▶ _Work to complete_
Return every line from the records below that has the word "when".

###

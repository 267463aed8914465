use serde::{Deserialize, Serialize};
use std::time::Duration;

/// Trait for clocks that turn recorder sample stamps into time
pub trait SampleClock: Clone + Send + Sync {
    type Sample: Copy + Clone + Send + Sync;
    fn rate_hz(&self) -> f64;
    /// Shifts a recorder stamp onto this clock's origin
    fn rebase(&self, sample: Self::Sample) -> Self::Sample;
    /// Milliseconds for an already rebased sample
    fn to_ms(&self, sample: Self::Sample) -> f64;
    fn elapsed(&self, from: Self::Sample, to: Self::Sample) -> Duration;
}

/// Whether output sample indices keep the recorder clock or start at zero
#[derive(Debug, Clone, Copy, Default, PartialEq, Eq, Serialize, Deserialize)]
#[serde(rename_all = "snake_case")]
pub enum SampleOrigin {
    #[default]
    Absolute,
    SessionRelative,
}

#[derive(Debug, Clone, Copy, PartialEq)]
pub struct RecorderClock {
    rate_hz: f64,
    origin: i64,
}

impl RecorderClock {
    /// Clock on the recorder's absolute sample stamps
    pub fn new(rate_hz: f64) -> Self {
        Self { rate_hz, origin: 0 }
    }

    /// Picks the origin for `first_sample` according to `origin`
    pub fn with_origin(rate_hz: f64, origin: SampleOrigin, first_sample: Option<i64>) -> Self {
        let origin = match origin {
            SampleOrigin::Absolute => 0,
            SampleOrigin::SessionRelative => first_sample.unwrap_or(0),
        };
        Self { rate_hz, origin }
    }

    pub fn origin(&self) -> i64 {
        self.origin
    }
}

impl SampleClock for RecorderClock {
    type Sample = i64;

    fn rate_hz(&self) -> f64 {
        self.rate_hz
    }

    fn rebase(&self, sample: i64) -> i64 {
        sample - self.origin
    }

    fn to_ms(&self, sample: i64) -> f64 {
        sample as f64 * 1000.0 / self.rate_hz
    }

    fn elapsed(&self, from: i64, to: i64) -> Duration {
        let samples = to.saturating_sub(from).max(0) as f64;
        Duration::from_secs_f64(samples / self.rate_hz)
    }
}
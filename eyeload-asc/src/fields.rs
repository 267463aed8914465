use std::fmt::Display;
use std::str::FromStr;

use eyeload_core::{EyeloadError, Result};

use crate::classify::Record;

pub(crate) fn last_token(text: &str) -> Option<&str> {
    text.split_whitespace().next_back()
}

pub(crate) fn tab_field(text: &str, index: usize) -> Option<&str> {
    text.split('\t').nth(index).map(str::trim)
}

pub(crate) fn malformed(record: &Record<'_>, reason: impl Into<String>) -> EyeloadError {
    EyeloadError::MalformedRecord {
        line: record.line,
        kind: record.kind.name(),
        reason: reason.into(),
    }
}

/// Parses a mandatory field, naming it in the error when absent or invalid
pub(crate) fn parse_field<T>(record: &Record<'_>, raw: Option<&str>, what: &str) -> Result<T>
where
    T: FromStr,
    T::Err: Display,
{
    let raw = raw.ok_or_else(|| malformed(record, format!("missing {what}")))?;
    raw.parse()
        .map_err(|e| malformed(record, format!("invalid {what} `{raw}`: {e}")))
}
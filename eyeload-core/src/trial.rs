use serde::{Deserialize, Serialize};

use crate::session::SessionParameters;

/// Anything stamped with the sample at which it begins
pub trait Onset {
    fn onset(&self) -> i64;
}

/// Fixation or saccade as classified by the recorder
#[derive(Debug, Clone, Copy, PartialEq, Eq, Serialize, Deserialize)]
pub struct GazeEvent {
    pub onset: i64,
    pub offset: i64,
}

impl GazeEvent {
    pub fn duration_samples(&self) -> i64 {
        self.offset - self.onset
    }
}

impl Onset for GazeEvent {
    fn onset(&self) -> i64 {
        self.onset
    }
}

/// Target position change; `P` is raw pixels before normalization
#[derive(Debug, Clone, Copy, PartialEq, Serialize, Deserialize)]
pub struct TargetEvent<P = [f64; 2]> {
    pub sample: i64,
    pub position: P,
}

pub type RawTargetEvent = TargetEvent<[i64; 2]>;

impl RawTargetEvent {
    pub fn normalize(&self, params: &SessionParameters) -> TargetEvent {
        let [x, y] = self.position;
        TargetEvent {
            sample: self.sample,
            position: params.normalize_point([x as f64, y as f64]),
        }
    }
}

impl<P> Onset for TargetEvent<P> {
    fn onset(&self) -> i64 {
        self.sample
    }
}

/// One experimental interval with its scalar variables and the events it contains
#[derive(Debug, Clone, PartialEq, Serialize, Deserialize)]
pub struct Trial {
    pub trial_id: i64,
    pub block_no: i64,
    pub recycled: bool,
    pub recalibration: bool,
    pub target_pos_code: i64,
    pub step_pos_code: i64,
    pub start_sample: i64,
    pub end_sample: i64,
    pub duration_samples: i64,
    pub target_events: Vec<TargetEvent>,
    pub fixations: Vec<GazeEvent>,
    pub saccades: Vec<GazeEvent>,
}

/// Trials in file order
#[derive(Debug, Clone, Default, PartialEq, Serialize, Deserialize)]
pub struct TrialTable {
    trials: Vec<Trial>,
}

impl TrialTable {
    pub fn new(trials: Vec<Trial>) -> Self {
        Self { trials }
    }

    pub fn len(&self) -> usize {
        self.trials.len()
    }

    pub fn is_empty(&self) -> bool {
        self.trials.is_empty()
    }

    pub fn get(&self, index: usize) -> Option<&Trial> {
        self.trials.get(index)
    }

    pub fn iter(&self) -> std::slice::Iter<'_, Trial> {
        self.trials.iter()
    }

    pub fn trials(&self) -> &[Trial] {
        &self.trials
    }

    pub fn into_inner(self) -> Vec<Trial> {
        self.trials
    }

    pub fn recalibration_count(&self) -> usize {
        self.trials.iter().filter(|t| t.recalibration).count()
    }

    /// Drops calibration-check trials, keeping file order
    pub fn without_recalibration(mut self) -> Self {
        self.trials.retain(|t| !t.recalibration);
        self
    }
}

impl<'a> IntoIterator for &'a TrialTable {
    type Item = &'a Trial;
    type IntoIter = std::slice::Iter<'a, Trial>;

    fn into_iter(self) -> Self::IntoIter {
        self.trials.iter()
    }
}

#[cfg(test)]
mod tests {
    use super::*;

    fn trial(id: i64, start: i64, end: i64, recalibration: bool) -> Trial {
        Trial {
            trial_id: id,
            block_no: 1,
            recycled: false,
            recalibration,
            target_pos_code: 0,
            step_pos_code: 0,
            start_sample: start,
            end_sample: end,
            duration_samples: end - start,
            target_events: Vec::new(),
            fixations: Vec::new(),
            saccades: Vec::new(),
        }
    }

    #[test]
    fn recalibration_trials_are_removed_in_order() {
        let table = TrialTable::new(vec![
            trial(1, 0, 10, false),
            trial(2, 20, 30, true),
            trial(3, 40, 50, false),
        ]);
        assert_eq!(table.recalibration_count(), 1);

        let kept = table.without_recalibration();
        let ids: Vec<i64> = kept.iter().map(|t| t.trial_id).collect();
        assert_eq!(ids, vec![1, 3]);
    }

    #[test]
    fn raw_target_positions_normalize_per_axis() {
        let params = SessionParameters::new(1024.0, 768.0, 500.0);
        let raw = RawTargetEvent {
            sample: 42,
            position: [1024, 0],
        };
        let norm = raw.normalize(&params);
        assert_eq!(norm.sample, 42);
        assert_eq!(norm.position, [1.0, -1.0]);
        assert_eq!(norm.onset(), 42);
    }
}
use std::fmt;
use std::path::PathBuf;
use thiserror::Error;

/// Header records a session cannot be normalized or time-stamped without
#[derive(Debug, Clone, Copy, PartialEq, Eq)]
pub enum Header {
    DisplayCoords,
    SampleRate,
}

impl fmt::Display for Header {
    fn fmt(&self, f: &mut fmt::Formatter<'_>) -> fmt::Result {
        match self {
            Header::DisplayCoords => f.write_str("display geometry"),
            Header::SampleRate => f.write_str("sample rate"),
        }
    }
}

#[derive(Error, Debug)]
pub enum EyeloadError {
    #[error("failed to read {}: {source}", .path.display())]
    Io {
        path: PathBuf,
        #[source]
        source: std::io::Error,
    },

    #[error("missing {0} header record")]
    MissingHeader(Header),

    #[error("trial boundary mismatch: {starts} start records vs {ends} end records")]
    TrialBoundaryMismatch { starts: usize, ends: usize },

    #[error("trial variable `{variable}` declared {found} times for {expected} trials")]
    TrialVariableMismatch {
        variable: &'static str,
        found: usize,
        expected: usize,
    },

    #[error("target position mismatch: {positions} positions vs {stamps} sample stamps")]
    TargetRecordMismatch { positions: usize, stamps: usize },

    #[error("malformed {kind} record on line {line}: {reason}")]
    MalformedRecord {
        line: usize,
        kind: &'static str,
        reason: String,
    },

    #[error("sample range [{first}, {last}] exceeds the {limit} sample gap-fill limit")]
    SampleSpanTooLarge { first: i64, last: i64, limit: i64 },

    #[error("sample table is not contiguous: expected sample {expected}, found {found}")]
    NonContiguousSamples { expected: i64, found: i64 },

    #[error("invalid configuration: {0}")]
    InvalidConfig(String),

    #[error("configuration error: {0}")]
    Config(#[from] serde_json::Error),
}

impl EyeloadError {
    /// True when the input file itself is structurally broken, as opposed to
    /// an I/O or configuration problem on the caller's side.
    pub fn is_format_error(&self) -> bool {
        matches!(
            self,
            EyeloadError::MissingHeader(_)
                | EyeloadError::TrialBoundaryMismatch { .. }
                | EyeloadError::TrialVariableMismatch { .. }
                | EyeloadError::TargetRecordMismatch { .. }
                | EyeloadError::MalformedRecord { .. }
                | EyeloadError::SampleSpanTooLarge { .. }
        )
    }
}

pub type Result<T> = std::result::Result<T, EyeloadError>;

#[cfg(test)]
mod tests {
    use super::*;

    #[test]
    fn boundary_mismatch_reports_both_counts() {
        let err = EyeloadError::TrialBoundaryMismatch { starts: 4, ends: 3 };
        assert_eq!(
            err.to_string(),
            "trial boundary mismatch: 4 start records vs 3 end records"
        );
        assert!(err.is_format_error());
    }

    #[test]
    fn missing_header_names_the_header() {
        let err = EyeloadError::MissingHeader(Header::SampleRate);
        assert_eq!(err.to_string(), "missing sample rate header record");
    }

    #[test]
    fn oversized_sample_range_is_a_format_error() {
        let err = EyeloadError::SampleSpanTooLarge {
            first: 0,
            last: i64::MAX,
            limit: 10,
        };
        assert!(err.to_string().contains("exceeds the 10 sample gap-fill limit"));
        assert!(err.is_format_error());
    }

    #[test]
    fn io_error_is_not_a_format_error() {
        let err = EyeloadError::Io {
            path: PathBuf::from("/nowhere/session.asc"),
            source: std::io::Error::new(std::io::ErrorKind::NotFound, "gone"),
        };
        assert!(err.to_string().starts_with("failed to read /nowhere/session.asc"));
        assert!(!err.is_format_error());
    }
}
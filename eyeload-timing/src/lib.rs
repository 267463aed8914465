pub mod clock;
pub use clock::{RecorderClock, SampleClock, SampleOrigin};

###

▶ _Output_
/// Parses a mandatory field, naming it in the error when absent or invalid
    /// True when the input file itself is structurally broken, as opposed to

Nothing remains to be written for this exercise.